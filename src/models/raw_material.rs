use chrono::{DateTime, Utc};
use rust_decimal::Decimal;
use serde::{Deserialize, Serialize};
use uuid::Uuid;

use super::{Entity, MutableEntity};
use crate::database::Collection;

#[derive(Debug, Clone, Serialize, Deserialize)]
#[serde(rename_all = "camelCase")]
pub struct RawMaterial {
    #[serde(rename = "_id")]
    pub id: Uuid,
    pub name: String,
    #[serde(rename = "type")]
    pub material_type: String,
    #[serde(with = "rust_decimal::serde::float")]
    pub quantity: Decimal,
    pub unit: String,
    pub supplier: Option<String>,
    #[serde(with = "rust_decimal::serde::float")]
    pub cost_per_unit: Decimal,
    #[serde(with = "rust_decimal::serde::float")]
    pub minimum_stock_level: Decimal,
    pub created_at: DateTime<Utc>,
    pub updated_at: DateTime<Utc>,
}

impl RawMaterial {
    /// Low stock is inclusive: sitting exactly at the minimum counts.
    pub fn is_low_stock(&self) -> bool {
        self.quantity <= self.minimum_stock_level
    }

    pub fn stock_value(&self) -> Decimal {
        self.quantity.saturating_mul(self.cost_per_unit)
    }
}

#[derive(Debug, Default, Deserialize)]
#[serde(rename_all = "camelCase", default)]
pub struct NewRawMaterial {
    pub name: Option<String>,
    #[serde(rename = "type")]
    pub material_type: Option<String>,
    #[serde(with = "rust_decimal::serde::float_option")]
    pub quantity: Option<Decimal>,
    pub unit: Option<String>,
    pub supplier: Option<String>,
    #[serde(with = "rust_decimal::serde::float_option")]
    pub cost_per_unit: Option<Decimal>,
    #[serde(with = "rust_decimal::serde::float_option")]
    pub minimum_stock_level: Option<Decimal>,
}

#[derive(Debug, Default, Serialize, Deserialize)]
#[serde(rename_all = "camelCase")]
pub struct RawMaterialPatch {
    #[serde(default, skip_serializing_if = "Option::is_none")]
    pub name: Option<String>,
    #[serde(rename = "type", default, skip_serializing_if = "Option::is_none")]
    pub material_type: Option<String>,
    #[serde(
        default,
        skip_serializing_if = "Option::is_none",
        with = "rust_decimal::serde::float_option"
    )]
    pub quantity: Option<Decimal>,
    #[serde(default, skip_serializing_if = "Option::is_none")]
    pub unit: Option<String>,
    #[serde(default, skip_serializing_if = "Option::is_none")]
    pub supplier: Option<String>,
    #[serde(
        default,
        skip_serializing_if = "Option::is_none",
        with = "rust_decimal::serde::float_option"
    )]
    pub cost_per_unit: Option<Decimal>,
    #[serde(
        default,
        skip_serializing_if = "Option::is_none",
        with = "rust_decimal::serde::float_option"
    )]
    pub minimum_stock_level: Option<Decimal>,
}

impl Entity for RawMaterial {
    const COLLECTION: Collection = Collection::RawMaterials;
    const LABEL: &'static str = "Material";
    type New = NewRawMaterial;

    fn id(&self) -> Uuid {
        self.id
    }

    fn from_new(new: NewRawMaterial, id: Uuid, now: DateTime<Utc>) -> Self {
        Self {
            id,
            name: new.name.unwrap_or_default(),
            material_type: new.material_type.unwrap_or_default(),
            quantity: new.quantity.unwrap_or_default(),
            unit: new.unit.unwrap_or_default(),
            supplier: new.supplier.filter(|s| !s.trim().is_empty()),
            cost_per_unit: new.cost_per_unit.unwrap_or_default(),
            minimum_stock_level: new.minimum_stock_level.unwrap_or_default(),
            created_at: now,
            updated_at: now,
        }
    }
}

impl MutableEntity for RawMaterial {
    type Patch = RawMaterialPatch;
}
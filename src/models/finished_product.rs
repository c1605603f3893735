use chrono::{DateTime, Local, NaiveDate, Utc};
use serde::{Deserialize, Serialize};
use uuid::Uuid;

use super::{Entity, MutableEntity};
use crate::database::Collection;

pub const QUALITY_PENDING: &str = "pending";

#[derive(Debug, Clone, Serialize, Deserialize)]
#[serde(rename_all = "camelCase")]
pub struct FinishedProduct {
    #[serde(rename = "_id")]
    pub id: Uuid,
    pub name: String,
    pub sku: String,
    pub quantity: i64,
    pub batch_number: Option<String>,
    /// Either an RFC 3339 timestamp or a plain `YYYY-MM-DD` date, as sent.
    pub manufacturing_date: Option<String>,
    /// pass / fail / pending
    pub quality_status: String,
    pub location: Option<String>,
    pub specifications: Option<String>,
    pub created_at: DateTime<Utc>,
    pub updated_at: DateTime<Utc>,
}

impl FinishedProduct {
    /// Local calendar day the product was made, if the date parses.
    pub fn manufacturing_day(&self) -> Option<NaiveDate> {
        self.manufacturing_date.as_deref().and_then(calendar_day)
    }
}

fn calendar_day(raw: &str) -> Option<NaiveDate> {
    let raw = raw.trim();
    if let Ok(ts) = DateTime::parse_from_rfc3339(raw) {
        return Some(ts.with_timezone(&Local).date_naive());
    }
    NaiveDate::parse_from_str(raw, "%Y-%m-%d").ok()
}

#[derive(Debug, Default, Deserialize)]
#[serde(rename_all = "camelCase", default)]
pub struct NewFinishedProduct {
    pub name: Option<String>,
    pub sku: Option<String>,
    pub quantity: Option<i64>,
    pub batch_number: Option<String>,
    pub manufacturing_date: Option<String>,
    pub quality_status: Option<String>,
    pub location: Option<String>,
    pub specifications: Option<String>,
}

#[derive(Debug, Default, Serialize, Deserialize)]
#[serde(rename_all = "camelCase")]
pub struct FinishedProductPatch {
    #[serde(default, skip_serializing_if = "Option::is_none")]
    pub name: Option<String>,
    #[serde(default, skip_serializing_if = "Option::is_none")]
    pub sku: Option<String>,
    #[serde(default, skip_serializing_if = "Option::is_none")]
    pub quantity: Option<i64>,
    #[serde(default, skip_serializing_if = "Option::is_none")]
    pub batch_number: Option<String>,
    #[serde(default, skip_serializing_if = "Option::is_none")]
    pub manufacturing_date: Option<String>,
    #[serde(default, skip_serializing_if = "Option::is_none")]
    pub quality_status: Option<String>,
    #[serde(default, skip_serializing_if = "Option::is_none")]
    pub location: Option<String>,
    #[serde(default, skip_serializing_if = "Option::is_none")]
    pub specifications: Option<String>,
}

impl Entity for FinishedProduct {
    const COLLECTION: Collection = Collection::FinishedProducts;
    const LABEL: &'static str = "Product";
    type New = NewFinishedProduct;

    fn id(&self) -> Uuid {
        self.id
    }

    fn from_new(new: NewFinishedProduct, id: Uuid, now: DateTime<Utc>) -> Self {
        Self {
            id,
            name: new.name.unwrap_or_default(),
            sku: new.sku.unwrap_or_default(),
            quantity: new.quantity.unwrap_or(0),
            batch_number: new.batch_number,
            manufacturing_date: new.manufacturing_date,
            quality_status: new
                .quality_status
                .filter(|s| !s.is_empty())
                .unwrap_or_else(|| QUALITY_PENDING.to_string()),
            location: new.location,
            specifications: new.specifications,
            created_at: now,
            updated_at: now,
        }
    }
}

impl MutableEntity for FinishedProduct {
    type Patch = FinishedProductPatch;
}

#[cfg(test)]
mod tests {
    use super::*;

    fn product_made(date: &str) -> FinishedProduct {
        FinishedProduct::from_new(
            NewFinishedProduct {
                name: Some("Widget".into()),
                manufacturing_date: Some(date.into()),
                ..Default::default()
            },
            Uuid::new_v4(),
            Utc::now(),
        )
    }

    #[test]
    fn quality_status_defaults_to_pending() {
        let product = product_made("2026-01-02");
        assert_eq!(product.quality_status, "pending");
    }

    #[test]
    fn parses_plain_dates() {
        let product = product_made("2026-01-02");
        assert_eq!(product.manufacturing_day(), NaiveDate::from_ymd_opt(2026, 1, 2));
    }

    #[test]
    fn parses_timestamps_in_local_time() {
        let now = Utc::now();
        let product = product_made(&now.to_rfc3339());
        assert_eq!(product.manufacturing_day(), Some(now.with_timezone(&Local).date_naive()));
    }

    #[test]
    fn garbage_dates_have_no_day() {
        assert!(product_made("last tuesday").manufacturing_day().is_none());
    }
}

═══

● **Problem to solve**
With the string "impl" as the key, filter the data above and show the lines that match.

● **Written answer**
impl RawMaterial {
impl Entity for RawMaterial {
impl MutableEntity for RawMaterial {
impl FinishedProduct {
impl Entity for FinishedProduct {
impl MutableEntity for FinishedProduct {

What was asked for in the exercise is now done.